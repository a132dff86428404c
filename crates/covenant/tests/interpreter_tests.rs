use covenant::{Runner, Value, values_equal};
use num_bigint::BigInt;
use pretty_assertions::assert_eq;

/// Builds a runner or panics with the full diagnostic output.
fn runner(source: &str) -> Runner {
    match Runner::new(source, "test.cov") {
        Ok(runner) => runner,
        Err(error) => panic!("program should check:\n{error}"),
    }
}

fn invoke_main(source: &str) -> Value {
    runner(source).invoke("main", vec![]).expect("main should run")
}

fn expect_int(value: &Value) -> BigInt {
    match value {
        Value::Int(i) | Value::SizedInt { value: i, .. } => i.clone(),
        other => panic!("expected an integer, got {other}"),
    }
}

#[test]
fn integer_division_truncates_toward_zero() {
    let result = invoke_main("fun main(): Int { let z = 7 / 3; return z }");
    assert_eq!(expect_int(&result), BigInt::from(2));
}

#[test]
fn remainder_follows_dividend() {
    let result = invoke_main("fun main(): Int { let z = 5 % 3; return z }");
    assert_eq!(expect_int(&result), BigInt::from(2));
}

#[test]
fn negative_division_truncates() {
    let result = invoke_main("fun main(): Int { return (0 - 7) / 2 }");
    assert_eq!(expect_int(&result), BigInt::from(-3));
}

#[test]
fn string_length_counts_grapheme_clusters() {
    let result = invoke_main(r#"fun main(): Int { return "caf\u{E9}".length }"#);
    assert_eq!(expect_int(&result), BigInt::from(4));

    // combining accent: "e" + U+0301 is one user-perceived character
    let result = invoke_main(r#"fun main(): Int { return "cafe\u{301}".length }"#);
    assert_eq!(expect_int(&result), BigInt::from(4));
}

#[test]
fn string_index_yields_grapheme_cluster() {
    let result = invoke_main(r#"fun main(): Character { return "cafe\u{301}"[3] }"#);
    match result {
        Value::Character(c) => assert_eq!(c.as_ref(), "e\u{301}"),
        other => panic!("expected a character, got {other}"),
    }
}

#[test]
fn string_slice() {
    let result = invoke_main(r#"fun main(): String { return "abcdef".slice(from: 1, upTo: 2) }"#);
    assert!(values_equal(&result, &Value::from("b")));

    let result = invoke_main(r#"fun main(): String { return "abcdef".slice(from: 0, upTo: 0) }"#);
    assert!(values_equal(&result, &Value::from("")));
}

#[test]
fn slice_with_invalid_bounds_fails() {
    let mut runner = runner(r#"fun main(): String { return "abc".slice(from: 2, upTo: 9) }"#);
    let error = runner.invoke("main", vec![]).expect_err("slice must fail");
    assert!(matches!(error, covenant::RuntimeError::InvalidIndex { .. }), "got {error}");
}

#[test]
fn fib_14_is_377() {
    let mut runner = runner(
        "fun fib(_ n: Int): Int {
             if n < 2 { return n }
             return fib(n - 1) + fib(n - 2)
         }",
    );
    let result = runner.invoke("fib", vec![Value::from(14)]).unwrap();
    assert_eq!(expect_int(&result), BigInt::from(377));
}

#[test]
fn nested_optional_compared_to_nil() {
    let result = invoke_main("fun main(): Bool { let x: Int?? = 2; return x == nil }");
    assert!(values_equal(&result, &Value::from(false)));

    let result = invoke_main("fun main(): Bool { let x: Int?? = nil; return x == nil }");
    assert!(values_equal(&result, &Value::from(true)));
}

#[test]
fn optionals_of_different_depths_compare_by_innermost_value() {
    let result = invoke_main(
        "fun main(): Bool {
             let shallow: Int? = 2
             let deep: Int?? = 2
             return shallow == deep
         }",
    );
    assert!(values_equal(&result, &Value::from(true)));
}

#[test]
fn structures_copy_on_assignment() {
    let result = invoke_main(
        "struct Cat {
             pub(set) var fed: Bool
             init() {
                 self.fed = false
             }
         }
         fun main(): [Bool] {
             let cat = Cat()
             let kitty = cat
             kitty.fed = true
             return [cat.fed, kitty.fed]
         }",
    );
    assert!(values_equal(
        &result,
        &Value::array(vec![Value::from(false), Value::from(true)])
    ));
}

#[test]
fn destroying_a_resource_array_runs_each_destructor() {
    let mut runner = runner(
        "var counter = 0
         resource R {
             destroy() {
                 counter = counter + 1
             }
         }
         fun main() {
             let rs <- [<-create R(), <-create R()]
             destroy rs
         }",
    );
    runner.invoke("main", vec![]).unwrap();
    let counter = runner.global("counter").expect("counter is a global");
    assert_eq!(expect_int(&counter), BigInt::from(2));
}

#[test]
fn logical_operators_short_circuit() {
    let mut runner = runner(
        "var calls = 0
         fun tick(): Bool {
             calls = calls + 1
             return true
         }
         fun main() {
             let a = false && tick()
             let b = true || tick()
         }",
    );
    runner.invoke("main", vec![]).unwrap();
    let calls = runner.global("calls").unwrap();
    assert_eq!(expect_int(&calls), BigInt::from(0));
}

#[test]
fn nil_coalescing_only_evaluates_right_when_nil() {
    let mut runner = runner(
        "var calls = 0
         fun fallback(): Int {
             calls = calls + 1
             return 9
         }
         fun main(): Int {
             let present: Int? = 1
             let absent: Int? = nil
             return (present ?? fallback()) * 10 + (absent ?? fallback())
         }",
    );
    let result = runner.invoke("main", vec![]).unwrap();
    assert_eq!(expect_int(&result), BigInt::from(19));
    assert_eq!(expect_int(&runner.global("calls").unwrap()), BigInt::from(1));
}

#[test]
fn conditional_binding_forces_the_optional() {
    let result = invoke_main(
        "fun main(): Int {
             let maybe: Int? = 3
             if let value = maybe {
                 return value
             }
             return 0
         }",
    );
    assert_eq!(expect_int(&result), BigInt::from(3));

    let result = invoke_main(
        "fun main(): Int {
             let maybe: Int? = nil
             if let value = maybe {
                 return value
             }
             return 0
         }",
    );
    assert_eq!(expect_int(&result), BigInt::from(0));
}

#[test]
fn while_loop_with_break_and_continue() {
    let result = invoke_main(
        "fun main(): Int {
             var sum = 0
             var i = 0
             while true {
                 i = i + 1
                 if i > 10 {
                     break
                 }
                 if i % 2 == 0 {
                     continue
                 }
                 sum = sum + i
             }
             return sum
         }",
    );
    // 1 + 3 + 5 + 7 + 9
    assert_eq!(expect_int(&result), BigInt::from(25));
}

#[test]
fn array_members() {
    let result = invoke_main(
        "fun main(): Int {
             var xs = [1, 2, 3]
             xs.append(4)
             xs.insert(at: 0, 0)
             let removed = xs.remove(at: 2)
             let first = xs.removeFirst()
             let last = xs.removeLast()
             let has = xs.contains(1) ? 1 : 0
             return removed * 1000 + first * 100 + last * 10 + has
         }",
    );
    // xs: [0 1 2 3 4] -> remove(at: 2) = 2 -> [0 1 3 4]
    // removeFirst = 0 -> [1 3 4]; removeLast = 4 -> [1 3]; contains(1)
    assert_eq!(expect_int(&result), BigInt::from(2041));
}

#[test]
fn array_concat_operator() {
    let result = invoke_main("fun main(): [Int] { return [1, 2] & [3] }");
    assert!(values_equal(
        &result,
        &Value::array(vec![Value::from(1), Value::from(2), Value::from(3)])
    ));
}

#[test]
fn string_concat_operator() {
    let result = invoke_main(r#"fun main(): String { return "ab" & "cd" }"#);
    assert!(values_equal(&result, &Value::from("abcd")));
}

#[test]
fn dictionary_members_and_index() {
    let result = invoke_main(
        r#"fun main(): Int {
             var d = {"c": 3, "b": 2}
             let old = d.insert(key: "c", 9) ?? 0
             let gone = d.remove(key: "b") ?? 0
             let read = d["c"] ?? 0
             let absent = d["zzz"] ?? 7
             return old * 1000 + gone * 100 + read * 10 + d.length + absent - 7
         }"#,
    );
    // old = 3, gone = 2, read = 9, length = 1, absent -> fallback 7
    assert_eq!(expect_int(&result), BigInt::from(3291));
}

#[test]
fn bound_methods_retain_receiver_identity() {
    let result = invoke_main(
        "fun main(): Int {
             let xs = [1, 2]
             let add = xs.append
             add(3)
             return xs.length
         }",
    );
    assert_eq!(expect_int(&result), BigInt::from(3));
}

#[test]
fn closures_capture_their_defining_scope() {
    let result = invoke_main(
        "fun makeCounter(): ((): Int) {
             var count = 0
             return fun (): Int {
                 count = count + 1
                 return count
             }
         }
         fun main(): Int {
             let counter = makeCounter()
             counter()
             counter()
             return counter()
         }",
    );
    assert_eq!(expect_int(&result), BigInt::from(3));
}

#[test]
fn swap_exchanges_variables() {
    let result = invoke_main(
        "fun main(): Int {
             var a = 1
             var b = 2
             a <-> b
             return a * 10 + b
         }",
    );
    assert_eq!(expect_int(&result), BigInt::from(21));
}

#[test]
fn fixed_width_arithmetic_overflows() {
    let mut runner = runner(
        "fun main(): Int8 {
             let x: Int8 = 100
             let y: Int8 = 28
             return x + y
         }",
    );
    let error = runner.invoke("main", vec![]).expect_err("must overflow");
    assert!(matches!(error, covenant::RuntimeError::Overflow { .. }), "got {error}");
}

#[test]
fn division_by_zero_is_a_runtime_error() {
    let mut runner = runner("fun main(): Int { let zero = 0; return 1 / zero }");
    let error = runner.invoke("main", vec![]).expect_err("must fail");
    assert!(matches!(error, covenant::RuntimeError::DivisionByZero { .. }), "got {error}");
}

#[test]
fn existential_boxing_into_any() {
    let result = invoke_main("fun main(): Bool { let x: Any? = 5; return x == nil }");
    assert!(values_equal(&result, &Value::from(false)));

    let result = invoke_main("fun main(): Bool { let x: Any? = nil; return x == nil }");
    assert!(values_equal(&result, &Value::from(true)));
}

#[test]
fn existentials_cross_function_boundaries() {
    // binding an argument into an `Any?` parameter boxes it, so the
    // failable cast inside the callee sees the value's own type
    let result = invoke_main(
        "fun unwrap(_ x: Any?): Int {
             return x as? Int ?? -1
         }
         fun main(): Int {
             return unwrap(5)
         }",
    );
    assert_eq!(expect_int(&result), BigInt::from(5));

    let result = invoke_main(
        "fun unwrap(_ x: Any?): Int {
             return x as? Int ?? -1
         }
         fun main(): Int {
             return unwrap(true)
         }",
    );
    assert_eq!(expect_int(&result), BigInt::from(-1));
}

#[test]
fn returned_values_box_into_any() {
    let result = invoke_main(
        "fun pick(): Any? {
             return 7
         }
         fun main(): Int {
             return pick() as? Int ?? -1
         }",
    );
    assert_eq!(expect_int(&result), BigInt::from(7));
}

#[test]
fn failable_cast_on_boxed_value() {
    let result = invoke_main(
        "fun main(): Int {
             let x: Any? = 5
             return x as? Int ?? 0
         }",
    );
    assert_eq!(expect_int(&result), BigInt::from(5));

    let result = invoke_main(
        "fun main(): Int {
             let x: Any? = true
             return x as? Int ?? 0
         }",
    );
    assert_eq!(expect_int(&result), BigInt::from(0));
}

#[test]
fn panic_aborts_with_message() {
    let mut runner = runner(r#"fun main() { panic("boom") }"#);
    let error = runner.invoke("main", vec![]).expect_err("panic must abort");
    match error {
        covenant::RuntimeError::Panic { message, .. } => assert_eq!(message, "boom"),
        other => panic!("expected panic, got {other}"),
    }
}

#[test]
fn copy_isolation_through_copy_chains() {
    let result = invoke_main(
        "struct Box {
             pub(set) var value: Int
             init() {
                 self.value = 1
             }
         }
         fun main(): Int {
             let a = Box()
             let b = a
             let c = b
             c.value = 99
             return a.value * 100 + b.value * 10 + c.value
         }",
    );
    // only c sees the mutation: 1 * 100 + 1 * 10 + 99
    assert_eq!(expect_int(&result), BigInt::from(209));
}
//! Public interface for running Covenant code.

use std::{cell::RefCell, rc::Rc};

use indexmap::IndexMap;
use serde::{Deserialize, Serialize};

use crate::{
    ast::Program,
    checker::{check_with_warnings, elaboration::CheckedProgram},
    diagnostics::{Diagnostics, ParserError},
    import::{ImportError, ImportResolver, link},
    interpreter::{
        Interpreter,
        errors::RuntimeError,
        value::{EventValue, StorageBackend, StorageHandle, Value},
    },
    meter::Meter,
    parse::parse_program,
    stdlib::StandardLibrary,
};

/// Everything that can go wrong while building a [`Runner`].
#[derive(Debug)]
pub enum RunnerError {
    Parse(ParserError),
    Import(ImportError),
    Check(Diagnostics),
    /// A top-level declaration failed while initializing.
    Runtime(RuntimeError),
    Snapshot(postcard::Error),
}

impl std::fmt::Display for RunnerError {
    fn fmt(&self, f: &mut std::fmt::Formatter<'_>) -> std::fmt::Result {
        match self {
            Self::Parse(error) => write!(f, "{error}"),
            Self::Import(error) => write!(f, "{error}"),
            Self::Check(diagnostics) => write!(f, "{diagnostics}"),
            Self::Runtime(error) => write!(f, "{error}"),
            Self::Snapshot(error) => write!(f, "{error}"),
        }
    }
}

impl std::error::Error for RunnerError {}

impl From<ImportError> for RunnerError {
    fn from(error: ImportError) -> Self {
        Self::Import(error)
    }
}

impl From<RuntimeError> for RunnerError {
    fn from(error: RuntimeError) -> Self {
        Self::Runtime(error)
    }
}

/// An in-memory storage backend, sufficient for tests and simple
/// embedders. Slot order is stable for deterministic iteration.
#[derive(Debug, Default)]
pub struct MapStorage {
    slots: IndexMap<String, Value>,
}

impl MapStorage {
    /// A fresh, empty handle.
    #[must_use]
    pub fn handle() -> StorageHandle {
        Rc::new(RefCell::new(Self::default()))
    }
}

impl StorageBackend for MapStorage {
    fn get(&self, key: &str) -> Option<Value> {
        self.slots.get(key).cloned()
    }

    fn set(&mut self, key: &str, value: Option<Value>) {
        match value {
            Some(value) => {
                self.slots.insert(key.to_string(), value);
            }
            None => {
                self.slots.shift_remove(key);
            }
        }
    }
}

/// The binary snapshot format of a parsed program. Elaboration tables
/// are intentionally not serialized; loading re-checks the tree, which
/// is deterministic for a fixed program and library.
#[derive(Serialize, Deserialize)]
struct Snapshot {
    source_name: String,
    program: Program,
}

/// Primary embedding facade: parse + link + check at construction, then
/// invoke top-level functions and read globals.
///
/// # Example
/// ```
/// use covenant::{Runner, Value};
///
/// let mut runner = Runner::new("fun double(_ n: Int): Int { return n * 2 }", "test.cov").unwrap();
/// let result = runner.invoke("double", vec![Value::from(21)]).unwrap();
/// assert!(covenant::values_equal(&result, &Value::from(42)));
/// ```
pub struct Runner {
    source_name: String,
    checked: Rc<CheckedProgram>,
    interpreter: Interpreter,
    storage: StorageHandle,
    events: Rc<RefCell<Vec<EventValue>>>,
    warnings: Diagnostics,
}

impl Runner {
    /// Parses and checks `code` with the standard library and an empty
    /// in-memory storage.
    pub fn new(code: &str, source_name: &str) -> Result<Self, RunnerError> {
        Self::with_resolver(code, source_name, None)
    }

    /// Like [`Runner::new`], resolving import declarations through the
    /// given resolver.
    pub fn with_resolver(
        code: &str,
        source_name: &str,
        resolver: Option<&mut dyn ImportResolver>,
    ) -> Result<Self, RunnerError> {
        let output = parse_program(code);
        if let Some(error) = output.error {
            return Err(RunnerError::Parse(error));
        }
        let mut program = output.program;
        if let Some(resolver) = resolver {
            program = link(program, resolver)?;
        }
        Self::from_program(program, source_name, None)
    }

    fn from_program(
        program: Program,
        source_name: &str,
        meter: Option<Box<dyn Meter>>,
    ) -> Result<Self, RunnerError> {
        let storage = MapStorage::handle();
        let stdlib = StandardLibrary::with_storage(Rc::clone(&storage));
        let (result, warnings) = check_with_warnings(program, &stdlib);
        let checked = Rc::new(result.map_err(RunnerError::Check)?);
        let mut interpreter = match meter {
            Some(meter) => Interpreter::with_meter(Rc::clone(&checked), &stdlib, meter)?,
            None => Interpreter::new(Rc::clone(&checked), &stdlib)?,
        };
        let events = Rc::new(RefCell::new(Vec::new()));
        let sink = Rc::clone(&events);
        interpreter.set_event_sink(Box::new(move |event| sink.borrow_mut().push(event)));
        Ok(Self {
            source_name: source_name.to_string(),
            checked,
            interpreter,
            storage,
            events,
            warnings,
        })
    }

    /// Invokes a top-level function by name.
    pub fn invoke(&mut self, name: &str, arguments: Vec<Value>) -> Result<Value, RuntimeError> {
        self.interpreter.invoke(name, arguments)
    }

    /// Reads the final value of a top-level binding.
    #[must_use]
    pub fn global(&self, name: &str) -> Option<Value> {
        self.interpreter.global(name)
    }

    /// Runs the `index`-th transaction declaration.
    pub fn run_transaction(&mut self, index: usize, prepare_arguments: Vec<Value>) -> Result<(), RuntimeError> {
        self.interpreter.run_transaction(index, prepare_arguments)
    }

    /// The storage handle shared with the interpreter.
    #[must_use]
    pub fn storage(&self) -> StorageHandle {
        Rc::clone(&self.storage)
    }

    /// Drains the events emitted since the last call.
    pub fn take_events(&mut self) -> Vec<EventValue> {
        self.events.borrow_mut().drain(..).collect()
    }

    /// Replaces the default event collector with a custom sink.
    pub fn set_event_sink(&mut self, sink: crate::interpreter::EventSink) {
        self.interpreter.set_event_sink(sink);
    }

    /// Non-fatal diagnostics of the successful check (unreachable
    /// statements).
    #[must_use]
    pub fn warnings(&self) -> &Diagnostics {
        &self.warnings
    }

    #[must_use]
    pub fn source_name(&self) -> &str {
        &self.source_name
    }

    /// Serializes the parsed program to a binary snapshot.
    pub fn dump(&self) -> Result<Vec<u8>, postcard::Error> {
        postcard::to_allocvec(&Snapshot {
            source_name: self.source_name.clone(),
            program: self.checked.program.clone(),
        })
    }

    /// Restores a runner from a [`Runner::dump`] snapshot, re-checking
    /// the program.
    pub fn load(bytes: &[u8]) -> Result<Self, RunnerError> {
        let snapshot: Snapshot = postcard::from_bytes(bytes).map_err(RunnerError::Snapshot)?;
        Self::from_program(snapshot.program, &snapshot.source_name, None)
    }

    /// Like [`Runner::new`] with an execution meter installed.
    pub fn with_meter(code: &str, source_name: &str, meter: Box<dyn Meter>) -> Result<Self, RunnerError> {
        let output = parse_program(code);
        if let Some(error) = output.error {
            return Err(RunnerError::Parse(error));
        }
        Self::from_program(output.program, source_name, Some(meter))
    }
}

● **INSTRUCTIONS FOR THE TASK**: Return every line of the records in which the word "derive" is found.

● **REPLY**:
#[derive(Debug)]
#[derive(Debug, Default)]
#[derive(Serialize, Deserialize)]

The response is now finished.